Les attendus de la généalogie dérisoire de Madame Dupont ne sont cependant pas sans titre au moins historique sinon éthique). En 1209, un concile tenu en Avignon rappelait la défense faite aux Juifs d'employer des domestiques chrétiens. En 1204, un édit de Philippe Auguste qui fixait l'activité usuraire des Juifs, leur retour dans le royaume ayant été autorisé en 1198, menaçait d'excommunication les nourrices chrétiennes qui se mettraient au service des Juifs. Le mot "gouine", d'ailleurs, qui n'est pas précisément en odeur de sainteté dans la Weltanschauung des loges, désigne étymologiquement une servante chrétienne employée chez des Juifs (de goïm).
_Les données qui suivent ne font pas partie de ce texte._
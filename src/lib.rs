//! Control de portería
//!
//! API JSON para registrar personas, vehículos y autorizaciones de una
//! empresa, y controlar las entradas y salidas de visitas en su filial.

pub mod config;
pub mod controllers;
pub mod database;
pub mod dto;
pub mod middleware;
pub mod models;
pub mod repositories;
pub mod routes;
pub mod services;
pub mod state;
pub mod storage;
pub mod utils;

pub use routes::create_app;
pub use state::AppState;
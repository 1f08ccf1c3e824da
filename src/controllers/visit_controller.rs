//! Ciclo de vida de las visitas
//!
//! Una visita se abre en el check-in y se cierra una única vez en el
//! check-out. Cada transición queda registrada en `visit_events` dentro de
//! la misma transacción que la modifica.

use chrono::Utc;
use std::sync::Arc;
use uuid::Uuid;

use crate::controllers::require_branch;
use crate::dto::visit_dto::{Checkin, HistoryPage, HistoryQuery};
use crate::models::{HistoryWindow, NewVisit, Visit, VisitDetail};
use crate::repositories::GateStore;
use crate::state::AppState;
use crate::utils::errors::{AppError, AppResult};
use crate::utils::validation::day_range_utc;

const OPEN_VISIT_EXISTS: &str = "Veículo já possui uma visita em aberto.";

pub struct VisitController {
    store: Arc<dyn GateStore>,
    company_id: Uuid,
    branch_id: Option<Uuid>,
}

impl VisitController {
    pub fn new(state: &AppState) -> Self {
        Self {
            store: state.store.clone(),
            company_id: state.company_id(),
            branch_id: state.branch_id(),
        }
    }

    pub async fn check_in(&self, checkin: Checkin) -> AppResult<Visit> {
        let branch_id = require_branch(self.branch_id)?;

        if let Some(person_id) = checkin.person_id {
            if self
                .store
                .find_person(self.company_id, person_id)
                .await?
                .is_none()
            {
                return Err(AppError::NotFound("Pessoa não encontrada.".to_string()));
            }
        }

        if let Some(vehicle_id) = checkin.vehicle_id {
            if self
                .store
                .find_vehicle(self.company_id, vehicle_id)
                .await?
                .is_none()
            {
                return Err(AppError::NotFound("Veículo não encontrado.".to_string()));
            }
            if self
                .store
                .find_open_visit(self.company_id, branch_id, vehicle_id)
                .await?
                .is_some()
            {
                return Err(AppError::Conflict(OPEN_VISIT_EXISTS.to_string()));
            }
        }

        let visit = self
            .store
            .open_visit(&NewVisit {
                company_id: self.company_id,
                branch_id,
                person_id: checkin.person_id,
                vehicle_id: checkin.vehicle_id,
                purpose: checkin.purpose,
            })
            .await
            .map_err(|e| e.on_conflict(OPEN_VISIT_EXISTS))?;

        tracing::info!("🟢 Check-in {} ({})", visit.id, visit.purpose);
        Ok(visit)
    }

    pub async fn check_out(&self, visit_id: Uuid) -> AppResult<Visit> {
        let branch_id = require_branch(self.branch_id)?;

        let visit = self
            .store
            .find_visit(visit_id)
            .await?
            .ok_or_else(|| AppError::NotFound("Visita não encontrada.".to_string()))?;

        if !visit.belongs_to(self.company_id, branch_id) {
            return Err(AppError::Forbidden(
                "Visita não pertence à organização atual.".to_string(),
            ));
        }

        let closed = self
            .store
            .close_visit(visit_id, self.company_id, branch_id, Utc::now())
            .await?
            .ok_or_else(|| AppError::Conflict("Visita já foi encerrada.".to_string()))?;

        tracing::info!("🔴 Check-out {}", closed.id);
        Ok(closed)
    }

    pub async fn list_open(&self) -> AppResult<Vec<VisitDetail>> {
        let branch_id = require_branch(self.branch_id)?;
        self.store.list_open_visits(self.company_id, branch_id).await
    }

    pub async fn history(&self, query: &HistoryQuery) -> AppResult<HistoryPage> {
        let branch_id = require_branch(self.branch_id)?;
        let range = query.range()?;
        let (page, page_size) = query.pagination();
        let (from, to) = day_range_utc(range.start, range.end);

        let window = HistoryWindow {
            from,
            to,
            offset: (page - 1).saturating_mul(page_size),
            limit: page_size,
        };
        let (data, total) = self
            .store
            .visit_history(self.company_id, branch_id, &window)
            .await?;

        Ok(HistoryPage::new(data, page, page_size, total))
    }
}
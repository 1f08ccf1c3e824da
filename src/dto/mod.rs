//! DTOs de la API
//!
//! Cuerpos de petición (con su esquema de validación) y formas de respuesta.

pub mod api_response;
pub mod authorized_dto;
pub mod lookup_dto;
pub mod person_dto;
pub mod vehicle_dto;
pub mod vehicle_person_dto;
pub mod visit_dto;

pub use api_response::{ApiResponse, OkResponse, UrlResponse};
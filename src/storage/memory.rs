//! Almacenamiento en memoria para tests y ejecución local sin Supabase

use async_trait::async_trait;
use std::collections::HashMap;
use std::time::Duration;
use tokio::sync::RwLock;

use crate::storage::ExportStorage;
use crate::utils::errors::AppResult;

#[derive(Debug, Clone)]
pub struct StoredObject {
    pub bytes: Vec<u8>,
    pub content_type: String,
}

#[derive(Default)]
pub struct MemoryStorage {
    objects: RwLock<HashMap<String, StoredObject>>,
}

impl MemoryStorage {
    pub fn new() -> Self {
        Self::default()
    }

    pub async fn object(&self, path: &str) -> Option<StoredObject> {
        self.objects.read().await.get(path).cloned()
    }
}

#[async_trait]
impl ExportStorage for MemoryStorage {
    async fn ensure_bucket(&self) {}

    async fn upload(&self, path: &str, bytes: Vec<u8>, content_type: &str) -> AppResult<()> {
        let mut objects = self.objects.write().await;
        objects.insert(
            path.to_string(),
            StoredObject {
                bytes,
                content_type: content_type.to_string(),
            },
        );
        Ok(())
    }

    async fn signed_url(&self, path: &str, ttl: Duration) -> AppResult<String> {
        Ok(format!("memory://exports/{}?expiresIn={}", path, ttl.as_secs()))
    }
}
//! Rutas HTTP
//!
//! Todo lo que cuelga de `/api` exige el token de la API; `/health` queda
//! abierto para los probes.

pub mod authorized_routes;
pub mod export_routes;
pub mod lookup_routes;
pub mod person_routes;
pub mod vehicle_people_routes;
pub mod vehicle_routes;
pub mod visit_routes;

use axum::{
    extract::State,
    middleware::from_fn_with_state,
    routing::get,
    Json, Router,
};
use serde_json::{json, Value};
use tower_http::{compression::CompressionLayer, trace::TraceLayer};

use crate::middleware::{cors_layer, require_api_token};
use crate::state::AppState;
use crate::utils::errors::{not_found_error, AppError};

/// Router completo de la aplicación
pub fn create_app(state: AppState) -> Router {
    let api = Router::new()
        .nest("/people", person_routes::create_person_router())
        .nest("/vehicles", vehicle_routes::create_vehicle_router())
        .nest("/vehicle-people", vehicle_people_routes::create_vehicle_people_router())
        .nest("/authorized", authorized_routes::create_authorized_router())
        .nest("/lookup", lookup_routes::create_lookup_router())
        .nest("/visits", visit_routes::create_visit_router())
        .nest("/pdf", export_routes::create_export_router())
        .route_layer(from_fn_with_state(state.clone(), require_api_token));

    let cors = cors_layer(&state.config.cors_origins);

    Router::new()
        .route("/health", get(health_check))
        .nest("/api", api)
        .fallback(route_not_found)
        .layer(TraceLayer::new_for_http())
        .layer(CompressionLayer::new())
        .layer(cors)
        .with_state(state)
}

async fn health_check(State(state): State<AppState>) -> Json<Value> {
    Json(json!({
        "ok": true,
        "status": "healthy",
        "service": "gate_control",
        "environment": state.config.environment,
        "timestamp": chrono::Utc::now().to_rfc3339(),
    }))
}

async fn route_not_found() -> AppError {
    not_found_error("Rota não encontrada.")
}
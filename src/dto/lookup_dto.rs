use serde::Serialize;

use crate::models::{AuthorizedSummary, PersonRef, Vehicle, VisitStamp};

/// Resultado de la consulta por placa; se serializa con la etiqueta `type`
#[derive(Debug, Serialize)]
#[serde(tag = "type", rename_all = "lowercase")]
pub enum PlateLookup {
    Registered {
        vehicle: Vehicle,
        visits: Vec<VisitStamp>,
        people: Vec<PersonRef>,
    },
    Authorized {
        authorized: AuthorizedSummary,
    },
    None,
}

#[cfg(test)]
mod tests {
    use super::*;

    #[test]
    fn test_lookup_tags() {
        let none = serde_json::to_value(PlateLookup::None).unwrap();
        assert_eq!(none, serde_json::json!({ "type": "none" }));

        let authorized = serde_json::to_value(PlateLookup::Authorized {
            authorized: AuthorizedSummary {
                plate: "ABC1234".into(),
                name: "Ana".into(),
                department: "TI".into(),
            },
        })
        .unwrap();
        assert_eq!(authorized["type"], "authorized");
        assert_eq!(authorized["authorized"]["department"], "TI");
    }
}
Cette inversion des positions de dominance supposées procéder du "droit au sol" (du droit du premier occupant) est une constante du grief antisémite. "Par héritage, il [Robert Badinter] est pour le migrant contre le sédentaire. Pour le cosmopolite contre l'indigène. Pour le manouche voleur de poules contre la fermière... Fils ou petit-fils d'immigré, il est le symbole même de la France ouverte à l'étranger..." (François Brigneau, Présent 23 juin 1983).


Carte postale antisémite
(Berlin, vers 1900)
Une interprétation de la position de service :
– Je voudrais bien savoir pourquoi les Juifs ont tous une nourrice allemande.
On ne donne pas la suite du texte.